**Material for this task:**

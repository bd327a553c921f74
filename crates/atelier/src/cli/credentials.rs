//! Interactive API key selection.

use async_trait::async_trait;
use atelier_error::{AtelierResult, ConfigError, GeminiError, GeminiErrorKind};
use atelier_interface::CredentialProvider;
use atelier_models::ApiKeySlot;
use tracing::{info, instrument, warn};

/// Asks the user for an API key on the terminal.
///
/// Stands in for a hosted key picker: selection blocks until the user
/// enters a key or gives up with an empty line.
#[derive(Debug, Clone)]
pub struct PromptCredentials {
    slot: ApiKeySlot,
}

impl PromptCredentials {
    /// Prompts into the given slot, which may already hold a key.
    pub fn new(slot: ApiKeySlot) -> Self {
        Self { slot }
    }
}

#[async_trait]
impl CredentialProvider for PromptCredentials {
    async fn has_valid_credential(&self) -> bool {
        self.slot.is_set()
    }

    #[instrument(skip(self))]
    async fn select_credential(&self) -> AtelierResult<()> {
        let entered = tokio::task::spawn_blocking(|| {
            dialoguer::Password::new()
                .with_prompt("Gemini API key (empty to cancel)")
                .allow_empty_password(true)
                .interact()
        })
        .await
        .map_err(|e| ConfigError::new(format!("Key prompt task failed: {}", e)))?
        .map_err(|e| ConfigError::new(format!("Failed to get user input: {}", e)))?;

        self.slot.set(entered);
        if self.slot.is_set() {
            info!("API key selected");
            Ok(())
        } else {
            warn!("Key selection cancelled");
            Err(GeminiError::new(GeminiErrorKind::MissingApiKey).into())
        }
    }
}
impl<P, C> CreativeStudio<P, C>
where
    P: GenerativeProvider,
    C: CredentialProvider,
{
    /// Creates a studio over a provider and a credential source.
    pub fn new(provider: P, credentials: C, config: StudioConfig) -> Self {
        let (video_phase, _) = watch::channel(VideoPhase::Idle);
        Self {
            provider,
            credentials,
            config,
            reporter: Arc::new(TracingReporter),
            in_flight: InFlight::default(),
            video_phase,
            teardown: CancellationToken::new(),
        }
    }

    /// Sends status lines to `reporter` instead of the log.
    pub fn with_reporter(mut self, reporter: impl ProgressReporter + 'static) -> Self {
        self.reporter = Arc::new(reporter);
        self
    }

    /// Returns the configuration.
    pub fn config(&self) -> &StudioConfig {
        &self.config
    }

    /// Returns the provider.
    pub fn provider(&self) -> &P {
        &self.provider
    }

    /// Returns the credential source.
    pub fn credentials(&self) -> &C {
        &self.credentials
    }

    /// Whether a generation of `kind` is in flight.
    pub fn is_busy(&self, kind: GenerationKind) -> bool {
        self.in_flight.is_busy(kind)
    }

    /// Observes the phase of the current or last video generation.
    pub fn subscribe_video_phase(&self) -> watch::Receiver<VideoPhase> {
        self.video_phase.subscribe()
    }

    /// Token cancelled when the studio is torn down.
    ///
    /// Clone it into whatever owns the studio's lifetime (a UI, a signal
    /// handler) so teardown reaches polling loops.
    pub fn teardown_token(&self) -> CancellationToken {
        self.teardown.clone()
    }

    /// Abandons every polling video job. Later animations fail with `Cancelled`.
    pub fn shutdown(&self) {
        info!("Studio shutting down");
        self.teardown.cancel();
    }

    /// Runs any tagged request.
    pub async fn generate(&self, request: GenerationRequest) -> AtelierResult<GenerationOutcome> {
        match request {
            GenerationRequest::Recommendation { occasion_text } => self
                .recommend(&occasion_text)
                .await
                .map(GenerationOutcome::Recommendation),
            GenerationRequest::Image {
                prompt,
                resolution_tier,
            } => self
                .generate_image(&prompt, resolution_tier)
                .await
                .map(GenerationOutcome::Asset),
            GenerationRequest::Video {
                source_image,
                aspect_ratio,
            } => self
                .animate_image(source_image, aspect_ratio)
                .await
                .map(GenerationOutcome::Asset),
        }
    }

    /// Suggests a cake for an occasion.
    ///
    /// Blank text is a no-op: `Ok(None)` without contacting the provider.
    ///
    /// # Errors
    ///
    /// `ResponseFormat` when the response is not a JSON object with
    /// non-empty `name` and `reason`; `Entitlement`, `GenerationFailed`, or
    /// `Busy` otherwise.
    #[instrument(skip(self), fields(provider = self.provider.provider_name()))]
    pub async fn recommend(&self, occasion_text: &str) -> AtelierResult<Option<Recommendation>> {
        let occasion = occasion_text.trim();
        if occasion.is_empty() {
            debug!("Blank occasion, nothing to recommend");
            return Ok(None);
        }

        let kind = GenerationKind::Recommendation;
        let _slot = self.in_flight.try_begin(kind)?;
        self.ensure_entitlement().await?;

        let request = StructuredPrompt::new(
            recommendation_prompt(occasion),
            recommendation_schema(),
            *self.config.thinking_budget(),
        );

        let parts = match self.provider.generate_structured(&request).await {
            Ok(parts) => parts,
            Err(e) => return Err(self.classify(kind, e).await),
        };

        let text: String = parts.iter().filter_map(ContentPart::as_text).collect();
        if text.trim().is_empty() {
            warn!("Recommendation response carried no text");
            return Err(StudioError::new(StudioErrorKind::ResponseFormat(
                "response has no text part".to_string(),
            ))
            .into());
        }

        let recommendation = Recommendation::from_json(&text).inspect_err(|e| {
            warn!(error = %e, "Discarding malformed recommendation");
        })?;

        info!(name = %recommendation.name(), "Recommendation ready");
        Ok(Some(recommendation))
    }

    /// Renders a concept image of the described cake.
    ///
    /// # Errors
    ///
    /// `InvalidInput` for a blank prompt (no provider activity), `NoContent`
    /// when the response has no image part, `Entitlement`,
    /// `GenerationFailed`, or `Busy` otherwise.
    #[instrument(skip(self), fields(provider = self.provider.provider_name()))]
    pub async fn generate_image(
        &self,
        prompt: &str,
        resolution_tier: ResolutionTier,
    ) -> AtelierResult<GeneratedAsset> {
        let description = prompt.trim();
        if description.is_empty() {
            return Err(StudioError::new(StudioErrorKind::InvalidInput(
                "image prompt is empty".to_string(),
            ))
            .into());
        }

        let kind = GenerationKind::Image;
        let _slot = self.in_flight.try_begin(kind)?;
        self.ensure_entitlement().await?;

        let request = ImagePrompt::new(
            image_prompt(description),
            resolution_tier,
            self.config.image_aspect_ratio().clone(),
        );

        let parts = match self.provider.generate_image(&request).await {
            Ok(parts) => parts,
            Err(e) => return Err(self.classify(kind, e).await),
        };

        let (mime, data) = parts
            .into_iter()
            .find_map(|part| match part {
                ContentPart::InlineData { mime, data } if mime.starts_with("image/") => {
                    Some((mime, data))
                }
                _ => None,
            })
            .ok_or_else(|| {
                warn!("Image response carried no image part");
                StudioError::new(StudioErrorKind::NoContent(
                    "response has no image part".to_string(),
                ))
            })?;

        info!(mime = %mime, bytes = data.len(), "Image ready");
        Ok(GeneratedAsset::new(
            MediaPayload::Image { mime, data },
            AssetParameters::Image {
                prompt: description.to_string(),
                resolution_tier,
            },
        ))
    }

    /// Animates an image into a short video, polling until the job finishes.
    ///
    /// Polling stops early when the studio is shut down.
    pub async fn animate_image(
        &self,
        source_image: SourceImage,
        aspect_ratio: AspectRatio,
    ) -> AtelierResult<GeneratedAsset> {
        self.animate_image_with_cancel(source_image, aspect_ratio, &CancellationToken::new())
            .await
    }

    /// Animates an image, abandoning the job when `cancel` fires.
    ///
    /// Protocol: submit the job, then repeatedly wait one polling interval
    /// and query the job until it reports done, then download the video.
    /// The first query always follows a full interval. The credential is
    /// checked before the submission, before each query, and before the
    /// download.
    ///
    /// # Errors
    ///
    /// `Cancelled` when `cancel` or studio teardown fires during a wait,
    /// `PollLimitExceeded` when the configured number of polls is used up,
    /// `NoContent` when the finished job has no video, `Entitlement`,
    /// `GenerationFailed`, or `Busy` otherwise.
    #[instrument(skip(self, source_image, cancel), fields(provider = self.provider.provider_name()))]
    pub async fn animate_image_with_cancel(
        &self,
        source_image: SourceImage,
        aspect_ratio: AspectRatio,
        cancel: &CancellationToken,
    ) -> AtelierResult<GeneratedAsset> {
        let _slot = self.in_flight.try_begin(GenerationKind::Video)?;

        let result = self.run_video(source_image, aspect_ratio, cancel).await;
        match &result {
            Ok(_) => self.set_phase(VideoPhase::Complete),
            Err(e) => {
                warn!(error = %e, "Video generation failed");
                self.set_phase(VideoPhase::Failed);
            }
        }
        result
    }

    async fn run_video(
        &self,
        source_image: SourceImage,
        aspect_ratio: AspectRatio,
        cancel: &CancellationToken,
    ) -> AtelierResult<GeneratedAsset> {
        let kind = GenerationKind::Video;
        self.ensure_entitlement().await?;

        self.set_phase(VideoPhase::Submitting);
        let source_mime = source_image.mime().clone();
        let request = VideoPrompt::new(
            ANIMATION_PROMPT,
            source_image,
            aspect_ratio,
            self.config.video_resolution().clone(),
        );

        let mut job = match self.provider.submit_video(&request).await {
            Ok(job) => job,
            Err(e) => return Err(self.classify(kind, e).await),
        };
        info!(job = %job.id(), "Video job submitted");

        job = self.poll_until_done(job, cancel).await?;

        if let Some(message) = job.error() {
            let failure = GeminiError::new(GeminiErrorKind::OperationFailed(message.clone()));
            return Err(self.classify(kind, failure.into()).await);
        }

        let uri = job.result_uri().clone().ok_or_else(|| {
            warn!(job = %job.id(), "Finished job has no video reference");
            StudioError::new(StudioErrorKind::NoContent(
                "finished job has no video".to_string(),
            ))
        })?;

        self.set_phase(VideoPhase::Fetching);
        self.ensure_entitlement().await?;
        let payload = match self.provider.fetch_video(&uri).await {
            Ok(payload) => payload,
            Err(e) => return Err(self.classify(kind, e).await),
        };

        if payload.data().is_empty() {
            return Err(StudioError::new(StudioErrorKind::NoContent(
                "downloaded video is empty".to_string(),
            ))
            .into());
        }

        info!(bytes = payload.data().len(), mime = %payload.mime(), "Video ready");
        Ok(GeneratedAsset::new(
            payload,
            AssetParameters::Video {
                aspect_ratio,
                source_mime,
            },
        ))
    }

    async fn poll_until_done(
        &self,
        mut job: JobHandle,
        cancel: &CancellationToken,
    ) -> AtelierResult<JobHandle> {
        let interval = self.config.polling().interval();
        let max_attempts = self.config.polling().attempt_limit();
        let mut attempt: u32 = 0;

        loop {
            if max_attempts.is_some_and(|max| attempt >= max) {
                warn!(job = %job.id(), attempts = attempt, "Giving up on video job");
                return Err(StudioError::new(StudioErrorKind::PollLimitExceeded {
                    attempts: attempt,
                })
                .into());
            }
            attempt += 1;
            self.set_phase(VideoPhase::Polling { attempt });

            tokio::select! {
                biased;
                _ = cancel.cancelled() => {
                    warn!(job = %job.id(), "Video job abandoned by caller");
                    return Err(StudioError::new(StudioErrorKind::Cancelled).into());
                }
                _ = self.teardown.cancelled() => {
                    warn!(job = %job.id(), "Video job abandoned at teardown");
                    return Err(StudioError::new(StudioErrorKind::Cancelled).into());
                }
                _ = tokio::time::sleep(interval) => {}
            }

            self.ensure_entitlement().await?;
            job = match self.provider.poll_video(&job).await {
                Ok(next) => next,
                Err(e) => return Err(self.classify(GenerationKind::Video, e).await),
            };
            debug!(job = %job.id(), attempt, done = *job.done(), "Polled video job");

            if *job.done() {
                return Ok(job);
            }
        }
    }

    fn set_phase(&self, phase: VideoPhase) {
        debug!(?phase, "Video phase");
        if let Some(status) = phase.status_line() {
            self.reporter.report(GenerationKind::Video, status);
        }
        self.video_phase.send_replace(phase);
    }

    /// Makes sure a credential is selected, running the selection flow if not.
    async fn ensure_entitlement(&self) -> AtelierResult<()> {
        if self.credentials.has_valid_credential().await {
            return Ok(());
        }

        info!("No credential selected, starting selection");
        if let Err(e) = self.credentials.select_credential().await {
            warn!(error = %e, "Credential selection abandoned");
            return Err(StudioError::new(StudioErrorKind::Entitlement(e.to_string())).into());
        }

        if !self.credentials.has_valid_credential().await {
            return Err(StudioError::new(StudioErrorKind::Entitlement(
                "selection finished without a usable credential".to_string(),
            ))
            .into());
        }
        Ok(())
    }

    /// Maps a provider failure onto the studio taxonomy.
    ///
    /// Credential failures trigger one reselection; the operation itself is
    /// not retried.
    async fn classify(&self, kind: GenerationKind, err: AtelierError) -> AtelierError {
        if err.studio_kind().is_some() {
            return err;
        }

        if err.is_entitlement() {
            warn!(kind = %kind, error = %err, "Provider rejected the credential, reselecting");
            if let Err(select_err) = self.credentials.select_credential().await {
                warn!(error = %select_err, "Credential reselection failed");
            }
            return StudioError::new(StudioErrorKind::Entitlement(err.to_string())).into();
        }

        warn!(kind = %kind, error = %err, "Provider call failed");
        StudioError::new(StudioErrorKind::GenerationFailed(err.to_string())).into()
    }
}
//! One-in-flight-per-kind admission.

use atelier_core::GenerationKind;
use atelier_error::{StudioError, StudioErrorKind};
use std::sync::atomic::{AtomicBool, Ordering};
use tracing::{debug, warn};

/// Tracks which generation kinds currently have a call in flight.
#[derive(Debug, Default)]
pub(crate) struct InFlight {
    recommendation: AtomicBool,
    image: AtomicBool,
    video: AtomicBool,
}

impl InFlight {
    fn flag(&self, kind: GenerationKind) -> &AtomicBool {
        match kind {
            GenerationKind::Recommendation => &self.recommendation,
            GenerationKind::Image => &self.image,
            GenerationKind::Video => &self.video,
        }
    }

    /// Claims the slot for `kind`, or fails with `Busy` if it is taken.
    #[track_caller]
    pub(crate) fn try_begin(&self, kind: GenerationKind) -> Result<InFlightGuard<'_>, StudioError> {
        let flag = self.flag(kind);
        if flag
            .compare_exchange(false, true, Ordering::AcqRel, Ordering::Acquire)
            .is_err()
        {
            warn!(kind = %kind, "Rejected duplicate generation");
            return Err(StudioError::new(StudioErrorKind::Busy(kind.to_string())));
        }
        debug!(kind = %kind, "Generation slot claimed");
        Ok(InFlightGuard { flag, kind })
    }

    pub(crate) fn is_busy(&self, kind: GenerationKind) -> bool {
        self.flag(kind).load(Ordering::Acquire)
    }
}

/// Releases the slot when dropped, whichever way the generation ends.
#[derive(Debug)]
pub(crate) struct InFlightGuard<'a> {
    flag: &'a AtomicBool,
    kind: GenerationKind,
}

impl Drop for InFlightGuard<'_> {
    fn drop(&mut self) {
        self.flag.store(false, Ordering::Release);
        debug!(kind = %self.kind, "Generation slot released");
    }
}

--

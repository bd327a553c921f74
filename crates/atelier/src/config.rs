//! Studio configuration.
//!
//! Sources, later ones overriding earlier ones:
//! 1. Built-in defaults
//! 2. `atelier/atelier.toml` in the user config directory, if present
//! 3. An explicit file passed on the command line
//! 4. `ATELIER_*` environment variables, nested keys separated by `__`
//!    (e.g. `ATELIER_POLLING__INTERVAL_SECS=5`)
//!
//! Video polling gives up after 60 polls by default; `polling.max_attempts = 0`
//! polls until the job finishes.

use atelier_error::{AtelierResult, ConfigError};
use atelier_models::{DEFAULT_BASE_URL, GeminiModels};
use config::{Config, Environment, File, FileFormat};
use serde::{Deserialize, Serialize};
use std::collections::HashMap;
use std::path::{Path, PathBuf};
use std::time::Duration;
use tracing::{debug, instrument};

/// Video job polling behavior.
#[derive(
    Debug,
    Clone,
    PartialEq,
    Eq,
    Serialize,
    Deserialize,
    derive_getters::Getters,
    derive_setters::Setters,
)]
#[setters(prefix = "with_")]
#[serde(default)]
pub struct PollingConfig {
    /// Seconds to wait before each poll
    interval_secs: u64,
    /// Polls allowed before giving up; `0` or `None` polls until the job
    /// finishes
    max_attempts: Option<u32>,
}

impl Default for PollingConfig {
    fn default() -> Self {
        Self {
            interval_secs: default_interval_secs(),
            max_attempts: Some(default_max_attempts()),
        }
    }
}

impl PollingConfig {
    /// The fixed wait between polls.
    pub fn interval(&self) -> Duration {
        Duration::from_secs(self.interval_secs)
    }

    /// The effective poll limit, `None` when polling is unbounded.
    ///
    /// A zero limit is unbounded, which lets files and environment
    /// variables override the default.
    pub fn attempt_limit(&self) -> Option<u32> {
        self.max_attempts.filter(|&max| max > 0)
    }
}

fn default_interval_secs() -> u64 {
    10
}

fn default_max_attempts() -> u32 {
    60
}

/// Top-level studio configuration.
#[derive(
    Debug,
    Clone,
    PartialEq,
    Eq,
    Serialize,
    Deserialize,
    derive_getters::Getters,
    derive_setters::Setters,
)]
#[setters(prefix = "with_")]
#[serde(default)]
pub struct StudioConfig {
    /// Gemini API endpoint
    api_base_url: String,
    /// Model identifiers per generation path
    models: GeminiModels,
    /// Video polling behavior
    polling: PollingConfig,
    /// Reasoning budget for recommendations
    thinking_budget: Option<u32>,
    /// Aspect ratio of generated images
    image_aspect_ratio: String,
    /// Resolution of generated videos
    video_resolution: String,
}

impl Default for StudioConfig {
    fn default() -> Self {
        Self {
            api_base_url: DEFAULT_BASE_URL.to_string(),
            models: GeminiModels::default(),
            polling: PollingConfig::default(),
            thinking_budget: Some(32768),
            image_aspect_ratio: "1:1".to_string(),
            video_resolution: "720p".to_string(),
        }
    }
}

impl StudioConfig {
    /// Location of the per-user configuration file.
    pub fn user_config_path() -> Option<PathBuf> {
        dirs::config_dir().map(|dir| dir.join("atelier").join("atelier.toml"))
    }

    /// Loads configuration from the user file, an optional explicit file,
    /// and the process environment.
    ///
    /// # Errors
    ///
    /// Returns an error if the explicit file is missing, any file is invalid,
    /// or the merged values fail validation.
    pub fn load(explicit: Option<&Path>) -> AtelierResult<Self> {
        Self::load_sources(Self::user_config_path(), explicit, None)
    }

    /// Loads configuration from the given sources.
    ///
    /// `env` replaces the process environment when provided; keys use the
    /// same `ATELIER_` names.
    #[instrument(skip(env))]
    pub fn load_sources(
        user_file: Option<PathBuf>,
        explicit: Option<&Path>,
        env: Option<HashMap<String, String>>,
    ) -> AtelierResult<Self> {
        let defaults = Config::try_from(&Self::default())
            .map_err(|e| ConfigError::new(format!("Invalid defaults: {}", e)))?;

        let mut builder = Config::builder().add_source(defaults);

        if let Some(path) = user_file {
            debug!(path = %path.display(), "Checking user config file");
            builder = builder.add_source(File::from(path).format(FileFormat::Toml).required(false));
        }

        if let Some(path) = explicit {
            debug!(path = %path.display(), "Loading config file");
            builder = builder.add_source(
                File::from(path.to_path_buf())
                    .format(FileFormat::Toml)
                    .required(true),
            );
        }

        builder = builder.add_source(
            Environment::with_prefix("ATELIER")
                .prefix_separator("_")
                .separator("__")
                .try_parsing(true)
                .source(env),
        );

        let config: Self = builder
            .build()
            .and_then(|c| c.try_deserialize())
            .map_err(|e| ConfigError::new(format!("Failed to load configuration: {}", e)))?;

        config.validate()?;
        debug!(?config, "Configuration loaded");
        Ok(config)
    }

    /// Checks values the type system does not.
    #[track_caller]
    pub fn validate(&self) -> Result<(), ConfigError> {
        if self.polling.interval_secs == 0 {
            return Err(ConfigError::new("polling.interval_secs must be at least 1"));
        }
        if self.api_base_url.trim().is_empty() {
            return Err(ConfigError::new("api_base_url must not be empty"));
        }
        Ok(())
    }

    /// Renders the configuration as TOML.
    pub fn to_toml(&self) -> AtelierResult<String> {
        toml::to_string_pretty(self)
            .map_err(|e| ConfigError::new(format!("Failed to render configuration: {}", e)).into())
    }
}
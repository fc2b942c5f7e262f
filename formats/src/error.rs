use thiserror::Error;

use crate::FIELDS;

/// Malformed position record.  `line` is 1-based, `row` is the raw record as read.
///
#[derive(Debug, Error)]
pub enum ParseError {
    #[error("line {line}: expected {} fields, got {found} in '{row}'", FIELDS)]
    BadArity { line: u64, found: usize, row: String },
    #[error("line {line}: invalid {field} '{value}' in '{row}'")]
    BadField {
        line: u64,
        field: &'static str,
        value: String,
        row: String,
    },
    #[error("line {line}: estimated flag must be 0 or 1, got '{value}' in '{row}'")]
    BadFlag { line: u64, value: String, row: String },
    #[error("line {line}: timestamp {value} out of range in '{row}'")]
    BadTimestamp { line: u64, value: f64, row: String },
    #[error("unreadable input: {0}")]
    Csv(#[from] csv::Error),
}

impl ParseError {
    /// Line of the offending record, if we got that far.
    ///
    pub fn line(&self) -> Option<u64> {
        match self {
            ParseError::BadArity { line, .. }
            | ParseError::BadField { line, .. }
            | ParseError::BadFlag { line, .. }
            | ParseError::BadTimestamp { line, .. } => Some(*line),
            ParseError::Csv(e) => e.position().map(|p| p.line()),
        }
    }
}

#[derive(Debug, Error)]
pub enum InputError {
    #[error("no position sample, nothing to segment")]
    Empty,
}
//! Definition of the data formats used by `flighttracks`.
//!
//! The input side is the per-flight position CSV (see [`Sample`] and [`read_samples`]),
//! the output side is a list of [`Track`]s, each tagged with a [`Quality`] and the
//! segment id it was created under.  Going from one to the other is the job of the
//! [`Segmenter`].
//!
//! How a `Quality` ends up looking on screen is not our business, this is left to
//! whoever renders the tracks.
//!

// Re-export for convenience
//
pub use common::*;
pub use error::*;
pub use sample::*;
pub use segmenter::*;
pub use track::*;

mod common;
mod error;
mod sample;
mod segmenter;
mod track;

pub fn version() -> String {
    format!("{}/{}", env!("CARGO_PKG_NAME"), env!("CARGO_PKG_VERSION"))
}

**About this task:** Where a line of the records has the string "carried", return that line.

**Written answer:**
            warn!("Recommendation response carried no text");
                warn!("Image response carried no image part");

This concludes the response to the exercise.